Ms Palaszczuk also vowed to “definitely not” do a deal with the Greens if Labor failed to secure a majority at next year’s state election.
Let’s wait and see if that holds true, given her party cannot risk losing more seats if it wants to stay in power.
The Premier, who has been clear about leading Labor to the 2024 election despite jostling by several underlings to lay claim to her job while she was swanning around Italy recently, was speaking up in apparent support of one of those underlings, Deputy Premier Steven Miles.
Mr Miles, who is known for making snippy, snide and ill-judged remarks on a variety of issues, said earlier that the Greens’ bid to impose a curfew and flight caps at Brisbane Airport was because the Greens was “a party of wealthy inner-city elites”.
Another classic own goal, hence the rushing to his defence by the party leader.
Brisbane-based Greens and federal MPs Elizabeth Watson-Brown, Max Chandler-Mather and Stephen Bates are championing a bill to introduce hourly flight caps and a late night curfew at the airport for non-emergency flights.
That’s their right, but what is so wrong is Mr Miles sledging people who live in Hamilton, Ascot and Hendra and are most predominantly under the flight path as “elitist”.
Mr Miles told an aviation industry conference he “couldn’t think of anything more hypocritical than the Greens political party’s campaign against the airport”.
“The blokes (with no acknowledgment of Ms Watson-Brown, who is not a bloke) running this campaign are just about the most frequent travellers from Brisbane Airport to their engagements on (ABC show) Q+A and down to Canberra for the parliament,” he said.
“What they’re saying is that planes shouldn’t fly over the homes of wealthy inner-city elites, they should only fly over the homes of working people. And that only wealthy inner-city elites should be able to afford to fly, but working people shouldn’t be able to afford to fly.”
Sorry? Has the Greens party discriminated against working people?
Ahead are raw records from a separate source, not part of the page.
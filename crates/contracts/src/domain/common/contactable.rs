use serde::{Deserialize, Serialize};
use std::fmt;

use super::EntityId;

/// Kind of record a contact can belong to
#[derive(Debug, Clone, Copy, PartialEq, Eq, Hash, Serialize, Deserialize)]
#[serde(rename_all = "snake_case")]
pub enum ContactableKind {
    Guard,
    Client,
    Site,
}

impl ContactableKind {
    /// Wire code used in `contactable_type`
    pub fn code(&self) -> &'static str {
        match self {
            ContactableKind::Guard => "guard",
            ContactableKind::Client => "client",
            ContactableKind::Site => "site",
        }
    }

    pub fn display_name(&self) -> &'static str {
        match self {
            ContactableKind::Guard => "Guard",
            ContactableKind::Client => "Client",
            ContactableKind::Site => "Site",
        }
    }

    /// All kinds in the order the owner picker lists them
    pub fn all() -> Vec<ContactableKind> {
        vec![
            ContactableKind::Guard,
            ContactableKind::Client,
            ContactableKind::Site,
        ]
    }

    pub fn from_code(code: &str) -> Option<Self> {
        match code {
            "guard" => Some(ContactableKind::Guard),
            "client" => Some(ContactableKind::Client),
            "site" => Some(ContactableKind::Site),
            _ => None,
        }
    }
}

impl fmt::Display for ContactableKind {
    fn fmt(&self, f: &mut fmt::Formatter<'_>) -> fmt::Result {
        f.write_str(self.display_name())
    }
}

/// Polymorphic owner of a contact record
///
/// On the wire this is the `contactable_type` / `contactable_id` pair; in
/// Rust it is a closed sum so an owner can never carry an unknown type.
#[derive(Debug, Clone, Copy, PartialEq, Eq, Hash, Serialize, Deserialize)]
#[serde(try_from = "ContactableRef", into = "ContactableRef")]
pub enum Contactable {
    Guard(EntityId),
    Client(EntityId),
    Site(EntityId),
}

impl Contactable {
    pub fn new(kind: ContactableKind, id: EntityId) -> Self {
        match kind {
            ContactableKind::Guard => Contactable::Guard(id),
            ContactableKind::Client => Contactable::Client(id),
            ContactableKind::Site => Contactable::Site(id),
        }
    }

    pub fn kind(&self) -> ContactableKind {
        match self {
            Contactable::Guard(_) => ContactableKind::Guard,
            Contactable::Client(_) => ContactableKind::Client,
            Contactable::Site(_) => ContactableKind::Site,
        }
    }

    pub fn id(&self) -> EntityId {
        match *self {
            Contactable::Guard(id) | Contactable::Client(id) | Contactable::Site(id) => id,
        }
    }
}

impl fmt::Display for Contactable {
    fn fmt(&self, f: &mut fmt::Formatter<'_>) -> fmt::Result {
        write!(f, "{} #{}", self.kind(), self.id())
    }
}

/// Flat wire representation of [`Contactable`]
#[derive(Debug, Clone, Serialize, Deserialize)]
pub struct ContactableRef {
    pub contactable_type: String,
    pub contactable_id: EntityId,
}

impl TryFrom<ContactableRef> for Contactable {
    type Error = String;

    fn try_from(value: ContactableRef) -> Result<Self, Self::Error> {
        ContactableKind::from_code(&value.contactable_type)
            .map(|kind| Contactable::new(kind, value.contactable_id))
            .ok_or_else(|| format!("Unknown contactable type: {}", value.contactable_type))
    }
}

impl From<Contactable> for ContactableRef {
    fn from(value: Contactable) -> Self {
        Self {
            contactable_type: value.kind().code().to_string(),
            contactable_id: value.id(),
        }
    }
}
No.
Certainly, some residents under the Brisbane Airport flight path have buckets of money (many having worked hard for it too) but a good many others don’t.
Besides, what business is it of Steven Miles?
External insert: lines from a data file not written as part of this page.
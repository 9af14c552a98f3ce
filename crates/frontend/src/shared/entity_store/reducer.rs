use contracts::domain::common::Entity;

use super::action::Action;
use super::state::EntityState;

/// Apply one lifecycle event to a container
///
/// Fulfilled and rejected events always end loading. A rejection only
/// touches `error`; list, current item and pagination stay as they were.
pub fn reduce<T: Entity>(state: &mut EntityState<T>, action: Action<T>) {
    match action {
        Action::Pending => {
            state.is_loading = true;
            state.error = None;
        }
        Action::ListLoaded(response) => {
            state.items = response.items;
            state.pagination = response.data;
            state.is_loading = false;
        }
        Action::Loaded(item) => {
            state.current = Some(item);
            state.is_loading = false;
        }
        Action::Created(item) => {
            state.items.insert(0, item.clone());
            state.pagination.total += 1;
            state.current = Some(item);
            state.is_loading = false;
        }
        Action::Updated(item) => {
            let id = item.id();
            if let Some(existing) = state.items.iter_mut().find(|i| i.id() == id) {
                *existing = item.clone();
            }
            if state.current.as_ref().map(Entity::id) == Some(id) {
                state.current = Some(item);
            }
            state.is_loading = false;
        }
        Action::Deleted(id) => {
            state.items.retain(|i| i.id() != id);
            state.pagination.total = state.pagination.total.saturating_sub(1);
            if state.current.as_ref().map(Entity::id) == Some(id) {
                state.current = None;
            }
            state.is_loading = false;
        }
        Action::Rejected(message) => {
            state.error = Some(message);
            state.is_loading = false;
        }
        Action::Cancelled => {
            state.is_loading = false;
        }
        Action::ClearError => {
            state.error = None;
        }
        Action::SetCurrent(item) => {
            state.current = item;
        }
        Action::Reset => {
            *state = EntityState::default();
        }
    }
}

#[cfg(test)]
mod tests {
    use super::*;
    use contracts::domain::common::EntityId;
    use contracts::shared::pagination::{ListResponse, PageInfo};
    use serde::{Deserialize, Serialize};

    #[derive(Debug, Clone, PartialEq, Serialize, Deserialize)]
    struct Item {
        id: EntityId,
        name: String,
    }

    impl Entity for Item {
        fn id(&self) -> EntityId {
            self.id
        }
    }

    fn item(id: EntityId, name: &str) -> Item {
        Item {
            id,
            name: name.to_string(),
        }
    }

    fn page(total: u64) -> PageInfo {
        PageInfo {
            current_page: 1,
            last_page: 1,
            total,
            per_page: Some(10),
        }
    }

    fn loaded(items: Vec<Item>) -> EntityState<Item> {
        let total = items.len() as u64;
        let mut state = EntityState::default();
        reduce(
            &mut state,
            Action::ListLoaded(ListResponse {
                items,
                data: page(total),
            }),
        );
        state
    }

    #[test]
    fn test_fetch_list_scenario() {
        let mut state = EntityState::<Item>::default();
        assert_eq!(state.pagination, PageInfo::default());

        reduce(&mut state, Action::Pending);
        assert!(state.is_loading);

        reduce(
            &mut state,
            Action::ListLoaded(ListResponse {
                items: vec![item(1, "Ali")],
                data: page(1),
            }),
        );
        assert_eq!(state.items, vec![item(1, "Ali")]);
        assert_eq!(state.pagination, page(1));
        assert!(!state.is_loading);
        assert_eq!(state.error, None);
    }

    #[test]
    fn test_list_replaces_not_merges() {
        let mut state = loaded(vec![item(1, "a"), item(2, "b")]);
        reduce(
            &mut state,
            Action::ListLoaded(ListResponse {
                items: vec![item(3, "c")],
                data: page(1),
            }),
        );
        assert_eq!(state.items, vec![item(3, "c")]);
        assert_eq!(state.pagination.total, 1);
    }

    #[test]
    fn test_same_list_twice_is_idempotent() {
        let response = ListResponse {
            items: vec![item(1, "a"), item(2, "b")],
            data: page(2),
        };
        let mut state = EntityState::default();
        reduce(&mut state, Action::Pending);
        reduce(&mut state, Action::ListLoaded(response.clone()));
        let first = state.clone();
        reduce(&mut state, Action::Pending);
        reduce(&mut state, Action::ListLoaded(response));
        assert_eq!(state, first);
    }

    #[test]
    fn test_update_replaces_only_matching_item() {
        let mut state = loaded(vec![item(1, "a"), item(2, "b"), item(3, "c")]);
        state.current = Some(item(2, "b"));

        reduce(&mut state, Action::Updated(item(2, "B")));

        assert_eq!(state.items, vec![item(1, "a"), item(2, "B"), item(3, "c")]);
        assert_eq!(state.current, Some(item(2, "B")));
    }

    #[test]
    fn test_update_of_unlisted_item_leaves_list_alone() {
        let mut state = loaded(vec![item(1, "a")]);
        state.current = Some(item(1, "a"));

        reduce(&mut state, Action::Updated(item(9, "z")));

        assert_eq!(state.items, vec![item(1, "a")]);
        assert_eq!(state.current, Some(item(1, "a")));
    }

    #[test]
    fn test_delete_scenario() {
        let mut state = loaded(vec![item(1, "Ali")]);
        state.current = Some(item(1, "Ali"));

        reduce(&mut state, Action::Deleted(1));

        assert!(state.items.is_empty());
        assert_eq!(state.pagination.total, 0);
        assert_eq!(state.current, None);
    }

    #[test]
    fn test_delete_total_never_below_zero() {
        let mut state = EntityState::<Item>::default();
        reduce(&mut state, Action::Deleted(5));
        assert_eq!(state.pagination.total, 0);
    }

    #[test]
    fn test_delete_keeps_unrelated_current() {
        let mut state = loaded(vec![item(1, "a"), item(2, "b")]);
        state.current = Some(item(2, "b"));

        reduce(&mut state, Action::Deleted(1));

        assert_eq!(state.items, vec![item(2, "b")]);
        assert_eq!(state.pagination.total, 1);
        assert_eq!(state.current, Some(item(2, "b")));
    }

    #[test]
    fn test_create_prepends_and_bumps_total() {
        let mut state = loaded(vec![item(1, "a")]);

        reduce(&mut state, Action::Created(item(2, "b")));

        assert_eq!(state.items, vec![item(2, "b"), item(1, "a")]);
        assert_eq!(state.pagination.total, 2);
        assert_eq!(state.current, Some(item(2, "b")));
    }

    #[test]
    fn test_rejected_create_scenario() {
        let mut state = loaded(vec![item(1, "a")]);
        let before = state.clone();

        reduce(&mut state, Action::Pending);
        reduce(&mut state, Action::Rejected("Validation failed".to_string()));

        assert_eq!(state.items, before.items);
        assert_eq!(state.pagination, before.pagination);
        assert_eq!(state.current, before.current);
        assert_eq!(state.error.as_deref(), Some("Validation failed"));
        assert!(!state.is_loading);
    }

    #[test]
    fn test_pending_clears_previous_error() {
        let mut state = EntityState::<Item>::default();
        reduce(&mut state, Action::Rejected("boom".to_string()));
        reduce(&mut state, Action::Pending);
        assert_eq!(state.error, None);
        assert!(state.is_loading);
    }

    #[test]
    fn test_fetch_one_sets_current_only() {
        let mut state = loaded(vec![item(1, "a")]);
        reduce(&mut state, Action::Loaded(item(7, "g")));
        assert_eq!(state.current, Some(item(7, "g")));
        assert_eq!(state.items, vec![item(1, "a")]);
    }

    #[test]
    fn test_cancel_only_stops_loading() {
        let mut state = loaded(vec![item(1, "a")]);
        reduce(&mut state, Action::Pending);
        let mut expected = state.clone();
        expected.is_loading = false;

        reduce(&mut state, Action::Cancelled);

        assert_eq!(state, expected);
    }

    #[test]
    fn test_clear_error_and_reset() {
        let mut state = loaded(vec![item(1, "a")]);
        reduce(&mut state, Action::Rejected("x".to_string()));
        reduce(&mut state, Action::ClearError);
        assert_eq!(state.error, None);
        assert_eq!(state.items.len(), 1);

        reduce(&mut state, Action::Reset);
        assert_eq!(state, EntityState::default());
    }
}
The bill, to be debated in federal parliament next month, is tipped to cost Queensland’s economy $3 billion a year if it gets up.
Ms Watson-Brown, a celebrated architect who lives in St Lucia, has proposed the diversion of planes to Toowoomba’s Wellcamp Airport and that travellers be put on high-speed trains to Brisbane.
I can’t see in what lifetime punters would go for that, but credit to her for trying to make use of Wellcamp and potentially reduce carbon dioxide emissions.
Mr Miles’ comments are yet another example of why, if this “bloke” was ever tasked with running this state as premier, we should all be very worried.
No diplomacy, no facts, no clue.
Mr Miles could learn from Adrian Schrinner, unlikely given the Brisbane Lord Mayor is Liberal.
At the same conference at which Mr Miles blasted “inner city elites”,
Cr Schrinner diplomatically spoke of the importance of the airport to the city and that ideas that sound good – aka the Greens’ proposal – may not achieve desired outcomes.
He said the Greens’ idea was simplistic and would increase travel costs, and Brisbane City Council received far more complaints about barking dogs, loud parties and airconditioners than airport noise.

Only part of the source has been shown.